31 janvier 2026
Home » La Corée du Nord tire des missiles balistiques alors que Trump se prépare à un voyage en Asie
La Corée du Nord a tiré ce mercredi ce qui semble être plusieurs missiles balistiques à courte portée, a annoncé l’armée sud-coréenne, une semaine avant une réunion clé des dirigeants de la région Asie-Pacifique en Corée du Sud.
Il s’agit du premier lancement de missiles balistiques depuis mai par Pyongyang, qui a défié l’interdiction du Conseil de sécurité des Nations Unies sur ces armes. Il s’agissait également du premier lancement de ce type depuis l’élection de Lee Jae Myung à la présidence de la Corée du Sud, avec une plateforme d’engagement avec la Corée du Nord.
Lee et le président américain Donald Trump devraient se rencontrer en Corée du Sud la semaine prochaine à l’occasion du sommet de la Coopération économique Asie-Pacifique (APEC). Trump devrait également rencontrer le président chinois Xi Jinping. La Corée du Sud a détecté plusieurs projectiles qui seraient des missiles balistiques à courte portée tirés depuis une zone proche de la capitale nord-coréenne,
Pyongyang, en direction du nord-est tôt mercredi, ont indiqué les chefs d’état-major interarmées dans un communiqué.

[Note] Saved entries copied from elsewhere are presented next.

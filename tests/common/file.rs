use derive_new::new;
use std::path::{Path, PathBuf};

#[derive(Debug, Clone, PartialEq, Eq, new)]
pub struct FileSpec {
    pub path: PathBuf,
    pub content: String,
}

pub fn write_file(file_spec: FileSpec) {
    if let Some(parent) = file_spec.path.parent() {
        std::fs::create_dir_all(parent).expect("Failed to create parent directory");
    }

    std::fs::write(&file_spec.path, &file_spec.content).expect("Failed to write file");
}

pub fn write_generated_files(dir: &Path, files_count: usize) -> Vec<FileSpec> {
    use fake::Fake;
    use fake::faker::lorem::en::Words;

    (0..files_count)
        .map(|i| {
            let file_spec = FileSpec::new(
                dir.join(format!("file{i}.txt")),
                format!("{}\n", Words(3..8).fake::<Vec<String>>().join(" ")),
            );
            write_file(file_spec.clone());
            file_spec
        })
        .collect()
}
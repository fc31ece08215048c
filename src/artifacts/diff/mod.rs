//! Line-level diffs
//!
//! - `myers`: shortest edit script between two line sequences
//! - `hunk`: grouping of edits into hunks with surrounding context
//! - `patch`: file diffs, their text form, and replaying them onto a target
//! - `format`: colored output for the terminal

pub mod format;
pub mod hunk;
pub mod myers;
pub mod patch;

use crate::errors::Result;
use hunk::{DEFAULT_CONTEXT, Hunk};
use myers::{DiffAlgorithm, MyersDiff};
use patch::FileDiff;

/// Hunks turning `old` into `new`, with the default amount of context
pub fn diff_lines(old: &[String], new: &[String]) -> Vec<Hunk> {
    diff_lines_with_context(old, new, DEFAULT_CONTEXT)
}

pub fn diff_lines_with_context(old: &[String], new: &[String], context: usize) -> Vec<Hunk> {
    Hunk::build(&MyersDiff::new(old, new).diff(), context)
}

/// Split text into lines without their terminators
///
/// A trailing newline does not start an extra empty line.
pub fn split_lines(text: &str) -> Vec<String> {
    let mut lines = text.split('\n').map(str::to_string).collect::<Vec<_>>();
    if lines.last().is_some_and(String::is_empty) {
        lines.pop();
    }

    lines
}

/// Split text into lines, marking an unterminated last line
///
/// The mark is a trailing `\n`, which no split line can otherwise contain,
/// so `a` and `a\n` differ as last lines.
fn split_marked_lines(text: &str) -> (Vec<String>, bool) {
    let mut lines = split_lines(text);
    let missing_newline = !text.is_empty() && !text.ends_with('\n');
    if missing_newline && let Some(last) = lines.last_mut() {
        last.push('\n');
    }

    (lines, missing_newline)
}

pub fn diff_text(old_path: &str, new_path: &str, old: &str, new: &str) -> FileDiff {
    let (old_lines, old_missing_newline) = split_marked_lines(old);
    let (new_lines, new_missing_newline) = split_marked_lines(new);

    let mut hunks = diff_lines(&old_lines, &new_lines);
    for line in hunks.iter_mut().flat_map(|hunk| hunk.lines.iter_mut()) {
        if line.text.ends_with('\n') {
            line.text.pop();
        }
    }

    // the marker only matters when the final hunk covers the last line
    let last = hunks.last();
    let old_missing_newline =
        old_missing_newline && last.is_some_and(|hunk| hunk.old_end() == old_lines.len());
    let new_missing_newline =
        new_missing_newline && last.is_some_and(|hunk| hunk.new_end() == new_lines.len());

    FileDiff {
        old_path: old_path.to_string(),
        new_path: new_path.to_string(),
        hunks,
        old_missing_newline,
        new_missing_newline,
    }
}

/// Apply `diff` to `text`
///
/// When the final hunk reaches the end of `text`, the result ends with a
/// newline unless the diff marks the new side as lacking one. Otherwise
/// `text` keeps its own trailing newline state.
pub fn apply_patch_to_text(diff: &FileDiff, text: &str) -> Result<String> {
    let target = split_lines(text);
    let lines = patch::apply_patch(diff, &target)?;
    if lines.is_empty() {
        return Ok(String::new());
    }

    let reaches_end = diff
        .hunks
        .iter()
        .map(Hunk::old_end)
        .max()
        .is_some_and(|end| end == target.len());
    let ends_with_newline = if reaches_end {
        !diff.new_missing_newline
    } else {
        text.ends_with('\n')
    };

    let mut patched = lines.join("\n");
    if ends_with_newline {
        patched.push('\n');
    }

    Ok(patched)
}
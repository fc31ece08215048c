use crate::areas::commit_graph::CommitEntry;
use crate::areas::repository::Repository;
use crate::errors::Result;
use colored::Colorize;

#[derive(Debug, Clone, Copy, Default)]
pub struct LogOptions {
    /// Stop after this many commits, 0 for the whole history
    pub max_count: usize,
    pub oneline: bool,
}

impl Repository {
    /// Print the first-parent history of HEAD, newest first
    pub fn log(&self, opts: &LogOptions) -> Result<Vec<CommitEntry>> {
        let history = self.commit_graph().get_history(opts.max_count)?;

        for entry in &history {
            if opts.oneline {
                self.show_commit_oneline(entry)?;
            } else {
                self.show_commit_medium(entry)?;
            }
        }

        Ok(history)
    }

    fn show_commit_medium(&self, entry: &CommitEntry) -> Result<()> {
        let commit = &entry.commit;

        self.print(format!("commit {}", entry.oid).yellow())?;
        self.print(format!("Author: {}", commit.author().display_name()))?;
        self.print(format!("Date:   {}", commit.author().readable_timestamp()))?;
        self.print("")?;
        for message_line in commit.message().lines() {
            self.print(format!("    {message_line}"))?;
        }
        self.print("")
    }

    fn show_commit_oneline(&self, entry: &CommitEntry) -> Result<()> {
        self.print(format!(
            "{} {}",
            entry.oid.to_short_oid().yellow(),
            entry.commit.short_message()
        ))
    }
}
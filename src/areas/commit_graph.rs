//! Commit graph
//!
//! Builds commits on top of the object store and walks their parent links.
//! Loaded commits are cached for the lifetime of the repository handle;
//! commits are immutable, so entries never need invalidating.

use crate::areas::database::Database;
use crate::areas::refs::Refs;
use crate::artifacts::objects::commit::{Author, Commit, FileTable};
use crate::artifacts::objects::object_id::ObjectId;
use crate::errors::{Error, Result};
use std::cell::RefCell;
use std::collections::{BTreeSet, HashMap};
use std::path::PathBuf;
use tracing::{debug, info};

pub type CommitCache = RefCell<HashMap<ObjectId, Commit>>;

/// A commit together with its ID
#[derive(Debug, Clone, PartialEq, Eq)]
pub struct CommitEntry {
    pub oid: ObjectId,
    pub commit: Commit,
}

#[derive(Debug)]
pub struct CommitGraph<'r> {
    database: &'r Database,
    refs: &'r Refs,
    cache: &'r CommitCache,
}

impl<'r> CommitGraph<'r> {
    pub fn new(database: &'r Database, refs: &'r Refs, cache: &'r CommitCache) -> Self {
        CommitGraph {
            database,
            refs,
            cache,
        }
    }

    /// Record a new commit on top of HEAD and advance the ref HEAD resolves to
    ///
    /// The new file table is the parent's table overlaid with `staged`,
    /// minus `removed`. Nothing is written when both are empty.
    pub fn create_commit(
        &self,
        message: &str,
        author: Author,
        staged: &FileTable,
        removed: &BTreeSet<PathBuf>,
    ) -> Result<ObjectId> {
        if staged.is_empty() && removed.is_empty() {
            return Err(Error::EmptyCommit);
        }

        let parent = self.refs.read_head()?;
        let mut files = match &parent {
            Some(parent_oid) => self.get_commit(parent_oid)?.files().clone(),
            None => FileTable::new(),
        };
        files.extend(staged.iter().map(|(path, oid)| (path.clone(), oid.clone())));
        files.retain(|path, _| !removed.contains(path));

        let commit = Commit::new(parent.into_iter().collect(), author, message.to_string(), files);
        let commit_id = self.database.store(&commit)?;

        // a failed ref update leaves an unreachable object behind, nothing else
        self.refs.update_head(&commit_id)?;
        info!(oid = %commit_id, files = commit.files().len(), "created commit");

        self.cache.borrow_mut().insert(commit_id.clone(), commit);

        Ok(commit_id)
    }

    pub fn get_commit(&self, oid: &ObjectId) -> Result<Commit> {
        if let Some(commit) = self.cache.borrow().get(oid) {
            return Ok(commit.clone());
        }

        let commit = self.database.parse_object_as_commit(oid).map_err(|e| {
            if e.is_not_found() {
                Error::not_found("commit", oid)
            } else {
                e
            }
        })?;
        debug!(oid = %oid, "loaded commit");
        self.cache.borrow_mut().insert(oid.clone(), commit.clone());

        Ok(commit)
    }

    /// The commit HEAD resolves to, `None` before the first commit
    pub fn get_head_commit(&self) -> Result<Option<Commit>> {
        self.refs
            .read_head()?
            .map(|oid| self.get_commit(&oid))
            .transpose()
    }

    /// First-parent chain from HEAD, newest first
    ///
    /// `max_count` of 0 walks all the way to the root.
    pub fn get_history(&self, max_count: usize) -> Result<Vec<CommitEntry>> {
        match self.refs.read_head()? {
            Some(head) => self.get_history_from(&head, max_count),
            None => Ok(vec![]),
        }
    }

    pub fn get_history_from(&self, start: &ObjectId, max_count: usize) -> Result<Vec<CommitEntry>> {
        let mut history = Vec::new();
        let mut next = Some(start.clone());

        while let Some(oid) = next {
            if max_count != 0 && history.len() == max_count {
                break;
            }

            let commit = self.get_commit(&oid)?;
            next = commit.parent().cloned();
            history.push(CommitEntry { oid, commit });
        }

        Ok(history)
    }

    /// HEAD's path to blob mapping, empty before the first commit
    pub fn head_file_table(&self) -> Result<FileTable> {
        Ok(self
            .get_head_commit()?
            .map(|commit| commit.files().clone())
            .unwrap_or_default())
    }

    /// Whether `ancestor` is on the first-parent chain of `descendant`
    pub fn is_ancestor(&self, ancestor: &ObjectId, descendant: &ObjectId) -> Result<bool> {
        let mut next = Some(descendant.clone());

        while let Some(oid) = next {
            if &oid == ancestor {
                return Ok(true);
            }
            next = self.get_commit(&oid)?.parent().cloned();
        }

        Ok(false)
    }
}

#[cfg(test)]
mod tests {
    use super::*;
    use crate::artifacts::branch::branch_name::BranchName;
    use crate::artifacts::objects::hasher::{ObjectHasher, Sha256Hasher};
    use assert_fs::TempDir;
    use pretty_assertions::assert_eq;
    use rstest::{fixture, rstest};

    struct GraphFixture {
        _dir: TempDir,
        database: Database,
        refs: Refs,
        cache: CommitCache,
    }

    impl GraphFixture {
        fn graph(&self) -> CommitGraph<'_> {
            CommitGraph::new(&self.database, &self.refs, &self.cache)
        }

        fn commit(&self, message: &str, path: &str, content: &[u8]) -> ObjectId {
            let blob = self.database.put(content).unwrap();
            let staged = FileTable::from([(PathBuf::from(path), blob)]);

            self.graph()
                .create_commit(message, author(), &staged, &BTreeSet::new())
                .unwrap()
        }
    }

    fn author() -> Author {
        Author::new("Jane Doe".to_string(), "jane@example.com".to_string())
    }

    #[fixture]
    fn fixture() -> GraphFixture {
        let dir = TempDir::new().unwrap();
        let database = Database::new(dir.path().join("objects").into(), Box::new(Sha256Hasher));
        let refs = Refs::new(dir.path().into());
        refs.set_head_branch(&BranchName::default_branch()).unwrap();

        GraphFixture {
            _dir: dir,
            database,
            refs,
            cache: CommitCache::default(),
        }
    }

    #[rstest]
    fn first_commit_records_the_staged_table(fixture: GraphFixture) {
        let oid = fixture.commit("c1", "a.txt", b"x\n");

        let head = fixture.graph().get_head_commit().unwrap().unwrap();
        assert_eq!(fixture.refs.read_head().unwrap(), Some(oid));
        assert!(head.is_root());
        assert_eq!(
            head.file(&PathBuf::from("a.txt")),
            Some(&Sha256Hasher.hash(b"x\n"))
        );
    }

    #[rstest]
    fn later_commits_overlay_the_parent_table(fixture: GraphFixture) {
        let c1 = fixture.commit("c1", "a.txt", b"x\n");
        fixture.commit("c2", "b.txt", b"y\n");

        let head = fixture.graph().get_head_commit().unwrap().unwrap();

        assert_eq!(head.parent(), Some(&c1));
        assert_eq!(
            head.files().keys().collect::<Vec<_>>(),
            vec![&PathBuf::from("a.txt"), &PathBuf::from("b.txt")]
        );
    }

    #[rstest]
    fn removed_paths_leave_the_table(fixture: GraphFixture) {
        fixture.commit("c1", "a.txt", b"x\n");
        let blob = fixture.database.put(b"y\n").unwrap();

        fixture
            .graph()
            .create_commit(
                "c2",
                author(),
                &FileTable::from([(PathBuf::from("b.txt"), blob)]),
                &BTreeSet::from([PathBuf::from("a.txt")]),
            )
            .unwrap();

        let table = fixture.graph().head_file_table().unwrap();
        assert_eq!(table.keys().collect::<Vec<_>>(), vec![&PathBuf::from("b.txt")]);
    }

    #[rstest]
    fn removal_only_commits_are_recorded(fixture: GraphFixture) {
        fixture.commit("c1", "a.txt", b"x\n");
        let c2 = fixture.commit("c2", "b.txt", b"y\n");

        let c3 = fixture
            .graph()
            .create_commit("c3", author(), &FileTable::new(), &BTreeSet::from([PathBuf::from("a.txt")]))
            .unwrap();

        let head = fixture.graph().get_commit(&c3).unwrap();
        assert_eq!(head.parent(), Some(&c2));
        assert_eq!(head.files().keys().collect::<Vec<_>>(), vec![&PathBuf::from("b.txt")]);
    }

    #[rstest]
    fn empty_commits_write_nothing(fixture: GraphFixture) {
        let c1 = fixture.commit("c1", "a.txt", b"x\n");
        let objects_before = walkdir::WalkDir::new(fixture.database.objects_path())
            .into_iter()
            .count();

        let result = fixture.graph().create_commit(
            "empty",
            author(),
            &FileTable::new(),
            &BTreeSet::new(),
        );

        assert!(matches!(result, Err(Error::EmptyCommit)));
        assert_eq!(fixture.refs.read_head().unwrap(), Some(c1));
        assert_eq!(
            walkdir::WalkDir::new(fixture.database.objects_path())
                .into_iter()
                .count(),
            objects_before
        );
    }

    #[rstest]
    fn history_follows_first_parents_newest_first(fixture: GraphFixture) {
        let c1 = fixture.commit("c1", "a.txt", b"1\n");
        let c2 = fixture.commit("c2", "a.txt", b"2\n");
        let c3 = fixture.commit("c3", "a.txt", b"3\n");

        let full = fixture.graph().get_history(0).unwrap();
        let limited = fixture.graph().get_history(2).unwrap();

        assert_eq!(
            full.iter().map(|entry| entry.oid.clone()).collect::<Vec<_>>(),
            vec![c3.clone(), c2.clone(), c1]
        );
        assert_eq!(
            limited.iter().map(|entry| entry.oid.clone()).collect::<Vec<_>>(),
            vec![c3, c2]
        );
    }

    #[rstest]
    fn ancestry_walks_the_first_parent_chain(fixture: GraphFixture) {
        let c1 = fixture.commit("c1", "a.txt", b"1\n");
        let c2 = fixture.commit("c2", "a.txt", b"2\n");

        assert!(fixture.graph().is_ancestor(&c1, &c2).unwrap());
        assert!(!fixture.graph().is_ancestor(&c2, &c1).unwrap());
    }

    #[rstest]
    fn unknown_commits_are_not_found(fixture: GraphFixture) {
        let result = fixture.graph().get_commit(&Sha256Hasher.hash(b"nothing"));

        assert!(result.unwrap_err().is_not_found());
    }
}
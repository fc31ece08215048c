//! Command implementations
//!
//! - `plumbing`: low-level object store commands (cat-file, hash-object)
//! - `porcelain`: user-facing workflows (add, commit, log, checkout, ...)

pub mod plumbing;
pub mod porcelain;
use crate::areas::repository::Repository;
use crate::artifacts::branch::branch_name::BranchName;
use crate::artifacts::branch::revision::Revision;
use crate::artifacts::objects::object_id::ObjectId;
use crate::errors::{Error, Result};
use colored::Colorize;

impl Repository {
    /// Print every branch, marking the checked-out one
    pub fn list_branches(&self) -> Result<Vec<BranchName>> {
        let current = self.refs().current_branch()?;
        let branches = self.refs().list_branches()?;

        for branch_name in &branches {
            if current.as_ref() == Some(branch_name) {
                self.print(format!("* {}", branch_name.as_ref().green()))?;
            } else {
                self.print(format!("  {branch_name}"))?;
            }
        }

        Ok(branches)
    }

    /// Create a branch at `source` (any revision), or at HEAD
    pub fn branch(&self, branch_name: &str, source: Option<&str>) -> Result<ObjectId> {
        let _lock = self.lock()?;
        let branch_name = BranchName::try_parse(branch_name)?;

        let source_oid = match source {
            Some(source) => Revision::try_parse(source)?.resolve(self)?,
            None => self.refs().read_head()?.ok_or_else(|| {
                Error::InvalidState(format!(
                    "cannot create branch {branch_name}: no commits yet"
                ))
            })?,
        };

        self.refs().create_branch(&branch_name, &source_oid)?;

        Ok(source_oid)
    }

    pub fn delete_branch(&self, branch_name: &str) -> Result<ObjectId> {
        let _lock = self.lock()?;
        let branch_name = BranchName::try_parse(branch_name)?;

        let oid = self.refs().delete_branch(&branch_name)?;
        self.print(format!(
            "Deleted branch {branch_name} (was {}).",
            oid.to_short_oid()
        ))?;

        Ok(oid)
    }
}
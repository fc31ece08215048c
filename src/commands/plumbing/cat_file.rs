use crate::areas::repository::Repository;
use crate::artifacts::branch::MIN_ABBREVIATED_ID_LENGTH;
use crate::artifacts::objects::object::Object;
use crate::artifacts::objects::object_id::ObjectId;
use crate::errors::{Error, IoContext, Result};
use std::io::Write;

impl Repository {
    /// Print a stored object: commits in their display form, anything else raw
    pub fn cat_file(&self, object_id: &str) -> Result<ObjectId> {
        let object_id = self.find_object(object_id)?;

        let mut writer = self.writer();
        if let Ok(commit) = self.database().parse_object_as_commit(&object_id) {
            writeln!(writer, "commit {object_id}")
                .and_then(|_| write!(writer, "{}", commit.display()))
                .io_context(|| "unable to write object")?;
        } else {
            let content = self.database().get(&object_id)?;
            writer
                .write_all(&content)
                .io_context(|| "unable to write object")?;
        }

        Ok(object_id)
    }

    /// Full ID of the object named by `id` or by an unambiguous prefix of it
    fn find_object(&self, id: &str) -> Result<ObjectId> {
        if let Ok(object_id) = ObjectId::try_parse(id)
            && self.database().exists(&object_id)
        {
            return Ok(object_id);
        }
        if id.len() < MIN_ABBREVIATED_ID_LENGTH {
            return Err(Error::not_found("object", id));
        }

        let mut candidates = self.database().find_objects_by_prefix(id)?;
        match candidates.len() {
            0 => Err(Error::not_found("object", id)),
            1 => Ok(candidates.remove(0)),
            _ => Err(Error::AmbiguousRevision {
                prefix: id.to_string(),
                candidates: candidates.iter().map(ObjectId::to_short_oid).collect(),
            }),
        }
    }
}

TRUMP VISITERA LA CORÉE DU SUD

Lee et Trump ont discuté de l’idée d’essayer de rencontrer le dirigeant nord-coréen Kim Jong Un lorsque le président américain visitera le Sud, mais Pyongyang n’a pas répondu publiquement à cette idée. Des responsables américains ont envisagé, mais n’ont jamais confirmé, un voyage dans la zone démilitarisée (DMZ) séparant les deux Corées, selon une personne au courant des discussions. La Corée du Sud a suspendu ses visites de la zone de sécurité commune (JSA) dans le village frontalier intercoréen de Panmunjom jusqu’au début du mois de novembre, mais n’a confirmé aucun projet de rencontre avec Kim.
Trump et Kim ont tenu trois sommets au cours du premier mandat de Trump, de 2017 à 2021, et ont échangé un certain nombre de lettres que Trump a qualifiées de « belles », avant que cet effort diplomatique sans précédent ne s’effondre en raison des exigences américaines selon lesquelles Kim devrait abandonner ses armes nucléaires.
En septembre, Kim a exprimé de « bons souvenirs » de Trump, affirmant qu’il n’y avait aucune raison d’éviter les négociations avec les États-Unis si Washington cessait d’insister pour que son pays renonce à l’arme nucléaire, mais qu’il n’abandonnerait jamais l’arsenal nucléaire pour mettre fin aux sanctions.
« Il n’est absolument pas inconcevable que Donald Trump puisse, ici à Washington, déclarer : « La dénucléarisation, c’est notre objectif, c’est notre politique », puis se rendre à Panmunjom et déclarer : « Oh, vous savez, Kim Jong-un est une puissance nucléaire », a déclaré Victor Cha, du Centre d’études stratégiques et internationales. « Même si la rencontre est brève, compte tenu de la situation actuelle des États-Unis, ce ne serait pas forcément une mauvaise chose. »
Andrew Yeo, chercheur principal à la Brookings Institution, a déclaré que même si une rencontre entre Trump et Kim n’était pas impossible, le calendrier et les horaires connus du président américain pourraient la rendre improbable.
« Trump n’est là que pour une nuit, deux jours, et à cause de la rencontre Xi-Trump, cela occupe probablement toute la bande passante ou les ressources du gouvernement américain », a-t-il déclaré.
PLUSIEURS MISSILES LANCÉS
La Corée du Nord, dotée de l’arme nucléaire, a régulièrement amélioré ses capacités de missiles au cours de la dernière décennie, défiant de multiples sanctions des Nations Unies, en testant des missiles balistiques à longue portée dont la portée potentielle leur permettrait de frapper le continent américain s’ils étaient tirés sur une trajectoire calibrée à cette fin.
L’armée sud-coréenne a déclaré avoir détecté des mouvements avant le lancement, puis avoir suivi les projectiles après leur tir et avoir volé sur environ 350 km (217 miles), a indiqué l’armée. Les missiles semblent être tombés à l’intérieur des terres, a déclaré séparément un responsable militaire.
Le nouveau Premier ministre japonais, Sanae Takaichi, a déclaré que le lancement du missile nord-coréen n’avait eu aucun impact sur la sécurité du Japon et que Tokyo partageait des informations en temps réel avec les États-Unis. La Corée du Nord a lancé pour la dernière fois des missiles balistiques le 8 mai, lorsqu’elle a tiré plusieurs missiles à courte portée depuis sa côte est.
La Corée du Nord a présenté son dernier missile balistique intercontinental ce mois-ci lors d’un défilé auquel assistait le Premier ministre chinois.
Source : Reuters

Laisser un commentaire

Votre adresse e-mail ne sera pas publiée. Les champs obligatoires sont indiqués avec *

error: Content is protected !!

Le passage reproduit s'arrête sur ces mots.